Requirement
What is the number of lines in the data below that contain "catalog"? Reply with the number only.

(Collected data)
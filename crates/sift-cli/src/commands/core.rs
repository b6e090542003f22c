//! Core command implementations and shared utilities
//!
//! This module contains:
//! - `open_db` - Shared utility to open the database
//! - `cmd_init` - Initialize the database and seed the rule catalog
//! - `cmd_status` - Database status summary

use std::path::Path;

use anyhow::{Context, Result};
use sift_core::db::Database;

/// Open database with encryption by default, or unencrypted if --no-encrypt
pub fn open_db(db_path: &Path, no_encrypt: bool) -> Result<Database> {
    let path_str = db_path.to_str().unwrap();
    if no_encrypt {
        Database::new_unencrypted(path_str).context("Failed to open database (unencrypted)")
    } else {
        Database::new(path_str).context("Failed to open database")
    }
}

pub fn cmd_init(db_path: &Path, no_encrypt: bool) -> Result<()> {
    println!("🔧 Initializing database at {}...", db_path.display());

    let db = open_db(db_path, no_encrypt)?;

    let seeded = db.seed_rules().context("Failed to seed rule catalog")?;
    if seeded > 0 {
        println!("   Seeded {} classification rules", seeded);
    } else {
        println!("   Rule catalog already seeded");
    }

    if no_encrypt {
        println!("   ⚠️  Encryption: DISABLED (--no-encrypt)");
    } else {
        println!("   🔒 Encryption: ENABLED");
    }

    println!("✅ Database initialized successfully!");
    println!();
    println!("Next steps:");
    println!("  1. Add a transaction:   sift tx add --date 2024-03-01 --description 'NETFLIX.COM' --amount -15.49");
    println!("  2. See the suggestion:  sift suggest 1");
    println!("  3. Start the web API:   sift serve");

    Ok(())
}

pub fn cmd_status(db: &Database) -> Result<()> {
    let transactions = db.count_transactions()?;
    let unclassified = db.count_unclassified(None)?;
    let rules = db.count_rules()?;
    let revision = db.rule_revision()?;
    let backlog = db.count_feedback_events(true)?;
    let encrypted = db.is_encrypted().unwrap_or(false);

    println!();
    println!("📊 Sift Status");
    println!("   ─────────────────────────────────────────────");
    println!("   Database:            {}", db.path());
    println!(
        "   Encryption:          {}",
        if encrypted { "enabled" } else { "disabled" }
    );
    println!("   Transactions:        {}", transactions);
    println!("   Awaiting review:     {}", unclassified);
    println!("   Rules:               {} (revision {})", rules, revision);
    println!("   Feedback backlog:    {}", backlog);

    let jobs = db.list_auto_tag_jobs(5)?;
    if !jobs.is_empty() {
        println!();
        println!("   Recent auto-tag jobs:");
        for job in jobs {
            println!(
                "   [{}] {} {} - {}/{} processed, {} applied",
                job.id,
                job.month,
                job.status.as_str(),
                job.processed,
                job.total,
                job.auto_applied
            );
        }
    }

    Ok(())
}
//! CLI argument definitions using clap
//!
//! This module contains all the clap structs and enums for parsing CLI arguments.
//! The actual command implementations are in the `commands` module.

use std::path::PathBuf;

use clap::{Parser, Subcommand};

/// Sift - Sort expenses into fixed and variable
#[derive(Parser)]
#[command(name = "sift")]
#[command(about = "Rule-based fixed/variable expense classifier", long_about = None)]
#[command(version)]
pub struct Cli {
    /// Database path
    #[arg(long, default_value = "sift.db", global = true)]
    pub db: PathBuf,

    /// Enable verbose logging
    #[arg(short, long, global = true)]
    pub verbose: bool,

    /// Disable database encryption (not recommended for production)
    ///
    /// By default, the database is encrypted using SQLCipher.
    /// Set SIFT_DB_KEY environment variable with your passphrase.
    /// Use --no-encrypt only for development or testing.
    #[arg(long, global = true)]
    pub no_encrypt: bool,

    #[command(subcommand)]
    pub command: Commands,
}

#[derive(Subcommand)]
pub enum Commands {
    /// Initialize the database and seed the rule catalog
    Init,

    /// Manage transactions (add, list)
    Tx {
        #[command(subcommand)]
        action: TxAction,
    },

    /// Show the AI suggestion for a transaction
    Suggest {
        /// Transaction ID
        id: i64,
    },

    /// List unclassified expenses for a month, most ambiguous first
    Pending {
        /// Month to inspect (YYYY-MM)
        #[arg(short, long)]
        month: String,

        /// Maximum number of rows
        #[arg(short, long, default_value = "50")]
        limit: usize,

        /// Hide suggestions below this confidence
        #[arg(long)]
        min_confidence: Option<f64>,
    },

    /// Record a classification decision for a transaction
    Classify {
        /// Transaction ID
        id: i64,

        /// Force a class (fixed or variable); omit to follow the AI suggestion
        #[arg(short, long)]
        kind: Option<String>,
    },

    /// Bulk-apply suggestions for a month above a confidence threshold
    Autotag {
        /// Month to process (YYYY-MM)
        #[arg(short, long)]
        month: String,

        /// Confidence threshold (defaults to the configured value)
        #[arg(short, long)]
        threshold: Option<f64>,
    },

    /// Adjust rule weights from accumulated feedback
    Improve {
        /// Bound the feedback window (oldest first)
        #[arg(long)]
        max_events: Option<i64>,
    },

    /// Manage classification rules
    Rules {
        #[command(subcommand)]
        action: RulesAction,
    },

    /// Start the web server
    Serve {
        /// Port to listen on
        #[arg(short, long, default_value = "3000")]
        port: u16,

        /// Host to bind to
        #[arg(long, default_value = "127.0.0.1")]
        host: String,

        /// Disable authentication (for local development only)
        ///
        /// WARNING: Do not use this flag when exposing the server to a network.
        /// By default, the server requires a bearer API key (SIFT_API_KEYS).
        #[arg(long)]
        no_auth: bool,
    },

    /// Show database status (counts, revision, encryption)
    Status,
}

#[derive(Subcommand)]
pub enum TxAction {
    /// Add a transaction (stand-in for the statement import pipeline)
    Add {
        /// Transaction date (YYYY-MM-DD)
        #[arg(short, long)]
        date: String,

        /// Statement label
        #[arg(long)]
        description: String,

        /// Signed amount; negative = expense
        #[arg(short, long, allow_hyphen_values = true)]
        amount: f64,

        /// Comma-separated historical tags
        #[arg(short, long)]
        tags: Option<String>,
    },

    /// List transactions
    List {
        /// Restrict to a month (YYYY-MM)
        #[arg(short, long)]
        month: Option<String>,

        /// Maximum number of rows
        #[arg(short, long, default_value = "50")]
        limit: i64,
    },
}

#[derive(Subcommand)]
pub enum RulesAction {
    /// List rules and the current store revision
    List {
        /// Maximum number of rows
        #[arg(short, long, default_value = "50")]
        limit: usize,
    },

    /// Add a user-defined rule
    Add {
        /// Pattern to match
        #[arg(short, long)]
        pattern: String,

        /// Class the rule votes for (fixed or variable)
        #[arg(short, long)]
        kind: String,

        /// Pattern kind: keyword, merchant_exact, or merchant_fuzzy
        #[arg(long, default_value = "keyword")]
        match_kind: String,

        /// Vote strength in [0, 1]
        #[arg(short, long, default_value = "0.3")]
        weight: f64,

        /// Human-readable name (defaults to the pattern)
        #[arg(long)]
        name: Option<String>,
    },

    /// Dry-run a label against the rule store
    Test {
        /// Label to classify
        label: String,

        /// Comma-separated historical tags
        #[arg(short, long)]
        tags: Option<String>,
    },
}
...
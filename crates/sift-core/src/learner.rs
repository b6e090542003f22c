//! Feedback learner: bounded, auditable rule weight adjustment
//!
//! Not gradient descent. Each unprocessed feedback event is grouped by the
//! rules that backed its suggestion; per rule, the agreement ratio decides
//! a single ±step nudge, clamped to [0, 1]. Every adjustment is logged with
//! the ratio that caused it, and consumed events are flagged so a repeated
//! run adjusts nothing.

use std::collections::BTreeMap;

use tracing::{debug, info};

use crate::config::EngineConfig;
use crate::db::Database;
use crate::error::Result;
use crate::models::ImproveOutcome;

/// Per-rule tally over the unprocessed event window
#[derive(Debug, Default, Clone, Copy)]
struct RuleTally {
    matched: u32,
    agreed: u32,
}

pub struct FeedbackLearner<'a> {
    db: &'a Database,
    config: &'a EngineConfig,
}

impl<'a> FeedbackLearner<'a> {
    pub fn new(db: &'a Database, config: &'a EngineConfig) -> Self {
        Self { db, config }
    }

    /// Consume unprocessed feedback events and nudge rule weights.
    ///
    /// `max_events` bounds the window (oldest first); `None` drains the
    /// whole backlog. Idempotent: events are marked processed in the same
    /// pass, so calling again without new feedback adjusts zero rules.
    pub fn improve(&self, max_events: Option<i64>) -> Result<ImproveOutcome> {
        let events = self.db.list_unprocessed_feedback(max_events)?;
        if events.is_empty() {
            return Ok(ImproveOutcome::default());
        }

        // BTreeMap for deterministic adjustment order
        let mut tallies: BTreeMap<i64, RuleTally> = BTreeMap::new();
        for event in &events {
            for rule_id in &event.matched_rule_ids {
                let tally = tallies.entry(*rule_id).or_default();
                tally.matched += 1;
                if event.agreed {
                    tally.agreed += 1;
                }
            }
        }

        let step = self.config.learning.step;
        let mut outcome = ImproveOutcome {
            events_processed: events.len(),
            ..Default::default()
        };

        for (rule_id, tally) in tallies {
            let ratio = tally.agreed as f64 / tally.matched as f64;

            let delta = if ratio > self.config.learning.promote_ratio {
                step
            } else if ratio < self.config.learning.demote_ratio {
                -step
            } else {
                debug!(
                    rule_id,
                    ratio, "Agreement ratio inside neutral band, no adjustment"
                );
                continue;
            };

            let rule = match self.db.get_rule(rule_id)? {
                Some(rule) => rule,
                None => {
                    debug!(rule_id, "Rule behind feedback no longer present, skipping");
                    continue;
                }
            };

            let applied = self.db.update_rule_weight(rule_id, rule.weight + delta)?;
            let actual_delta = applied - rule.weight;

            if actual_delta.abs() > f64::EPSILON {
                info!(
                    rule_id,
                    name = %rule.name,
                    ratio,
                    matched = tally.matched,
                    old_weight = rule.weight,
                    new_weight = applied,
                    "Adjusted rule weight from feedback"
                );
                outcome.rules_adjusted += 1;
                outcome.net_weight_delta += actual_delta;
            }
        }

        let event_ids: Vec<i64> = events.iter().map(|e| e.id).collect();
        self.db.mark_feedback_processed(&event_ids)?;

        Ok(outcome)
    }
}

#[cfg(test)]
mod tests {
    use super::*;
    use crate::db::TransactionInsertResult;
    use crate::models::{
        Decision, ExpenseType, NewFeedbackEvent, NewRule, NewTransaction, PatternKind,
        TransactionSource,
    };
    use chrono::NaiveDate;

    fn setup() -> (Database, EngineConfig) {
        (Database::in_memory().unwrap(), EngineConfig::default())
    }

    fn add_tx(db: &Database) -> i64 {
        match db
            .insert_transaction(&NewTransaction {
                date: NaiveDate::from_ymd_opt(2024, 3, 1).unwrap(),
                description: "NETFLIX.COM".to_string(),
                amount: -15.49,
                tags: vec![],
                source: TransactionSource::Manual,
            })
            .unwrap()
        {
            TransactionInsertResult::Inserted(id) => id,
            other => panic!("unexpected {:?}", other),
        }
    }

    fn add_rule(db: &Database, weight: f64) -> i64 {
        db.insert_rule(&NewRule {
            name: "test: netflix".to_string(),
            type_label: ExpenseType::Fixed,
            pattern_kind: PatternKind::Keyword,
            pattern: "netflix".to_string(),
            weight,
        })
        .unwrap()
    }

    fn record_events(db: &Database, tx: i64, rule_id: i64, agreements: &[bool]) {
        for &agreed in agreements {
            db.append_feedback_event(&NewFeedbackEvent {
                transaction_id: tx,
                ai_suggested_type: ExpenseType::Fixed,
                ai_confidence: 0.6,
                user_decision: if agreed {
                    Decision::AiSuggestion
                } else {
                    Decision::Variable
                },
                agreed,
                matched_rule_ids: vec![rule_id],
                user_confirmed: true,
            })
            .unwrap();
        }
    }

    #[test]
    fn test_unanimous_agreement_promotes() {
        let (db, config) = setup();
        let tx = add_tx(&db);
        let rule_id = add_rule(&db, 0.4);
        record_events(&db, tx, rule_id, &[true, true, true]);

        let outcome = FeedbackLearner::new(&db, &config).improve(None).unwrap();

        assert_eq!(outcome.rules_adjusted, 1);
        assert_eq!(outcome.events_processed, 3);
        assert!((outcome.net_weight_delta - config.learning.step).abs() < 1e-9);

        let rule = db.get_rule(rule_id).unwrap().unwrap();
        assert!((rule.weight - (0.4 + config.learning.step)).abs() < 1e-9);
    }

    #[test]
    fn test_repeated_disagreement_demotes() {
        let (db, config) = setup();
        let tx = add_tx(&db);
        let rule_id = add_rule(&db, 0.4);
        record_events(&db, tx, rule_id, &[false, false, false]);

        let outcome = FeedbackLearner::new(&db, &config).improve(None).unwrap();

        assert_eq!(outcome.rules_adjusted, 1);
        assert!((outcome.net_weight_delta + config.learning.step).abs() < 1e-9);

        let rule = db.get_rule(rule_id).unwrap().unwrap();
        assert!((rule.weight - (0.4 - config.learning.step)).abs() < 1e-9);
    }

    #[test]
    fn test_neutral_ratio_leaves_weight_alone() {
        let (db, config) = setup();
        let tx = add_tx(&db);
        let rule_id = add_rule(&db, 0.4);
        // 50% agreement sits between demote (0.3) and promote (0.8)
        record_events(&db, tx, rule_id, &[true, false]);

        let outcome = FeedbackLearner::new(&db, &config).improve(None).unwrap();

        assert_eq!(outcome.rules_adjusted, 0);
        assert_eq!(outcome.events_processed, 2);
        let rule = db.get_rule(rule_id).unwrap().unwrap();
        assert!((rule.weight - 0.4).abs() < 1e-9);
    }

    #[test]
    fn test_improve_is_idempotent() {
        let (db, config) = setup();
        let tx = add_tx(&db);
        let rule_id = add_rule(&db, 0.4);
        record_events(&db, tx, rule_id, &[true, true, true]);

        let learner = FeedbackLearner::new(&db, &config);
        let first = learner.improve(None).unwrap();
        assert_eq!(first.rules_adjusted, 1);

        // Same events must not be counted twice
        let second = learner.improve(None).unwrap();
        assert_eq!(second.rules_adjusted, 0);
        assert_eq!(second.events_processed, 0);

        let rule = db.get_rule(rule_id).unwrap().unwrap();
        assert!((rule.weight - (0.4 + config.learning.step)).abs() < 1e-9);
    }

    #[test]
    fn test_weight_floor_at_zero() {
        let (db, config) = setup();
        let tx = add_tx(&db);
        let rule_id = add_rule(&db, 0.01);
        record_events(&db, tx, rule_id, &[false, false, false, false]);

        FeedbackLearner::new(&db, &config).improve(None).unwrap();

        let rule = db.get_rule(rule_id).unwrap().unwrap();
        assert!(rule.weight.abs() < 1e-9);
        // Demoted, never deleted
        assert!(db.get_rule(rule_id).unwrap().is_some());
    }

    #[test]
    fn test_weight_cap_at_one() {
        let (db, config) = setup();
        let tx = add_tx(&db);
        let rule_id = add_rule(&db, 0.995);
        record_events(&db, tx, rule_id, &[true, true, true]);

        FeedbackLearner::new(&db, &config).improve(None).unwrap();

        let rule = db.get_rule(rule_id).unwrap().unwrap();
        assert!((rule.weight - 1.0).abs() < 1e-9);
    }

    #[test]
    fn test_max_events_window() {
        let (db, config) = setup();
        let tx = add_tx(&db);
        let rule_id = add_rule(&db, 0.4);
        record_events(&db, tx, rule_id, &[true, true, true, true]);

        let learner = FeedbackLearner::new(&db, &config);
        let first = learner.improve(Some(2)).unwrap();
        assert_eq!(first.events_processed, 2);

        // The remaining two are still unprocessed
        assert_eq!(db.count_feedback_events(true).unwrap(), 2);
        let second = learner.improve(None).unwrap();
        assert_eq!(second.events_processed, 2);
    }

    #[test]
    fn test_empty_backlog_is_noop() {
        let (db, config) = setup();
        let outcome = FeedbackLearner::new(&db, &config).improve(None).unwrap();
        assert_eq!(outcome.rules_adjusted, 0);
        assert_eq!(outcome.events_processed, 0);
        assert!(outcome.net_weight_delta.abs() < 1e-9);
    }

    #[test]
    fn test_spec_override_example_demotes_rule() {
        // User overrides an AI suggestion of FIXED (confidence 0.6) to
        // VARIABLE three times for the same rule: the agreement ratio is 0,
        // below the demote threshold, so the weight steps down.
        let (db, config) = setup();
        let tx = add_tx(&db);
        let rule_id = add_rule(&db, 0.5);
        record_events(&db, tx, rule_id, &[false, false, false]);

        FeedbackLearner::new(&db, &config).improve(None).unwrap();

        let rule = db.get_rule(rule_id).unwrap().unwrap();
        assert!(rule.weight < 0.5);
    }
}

Response box
4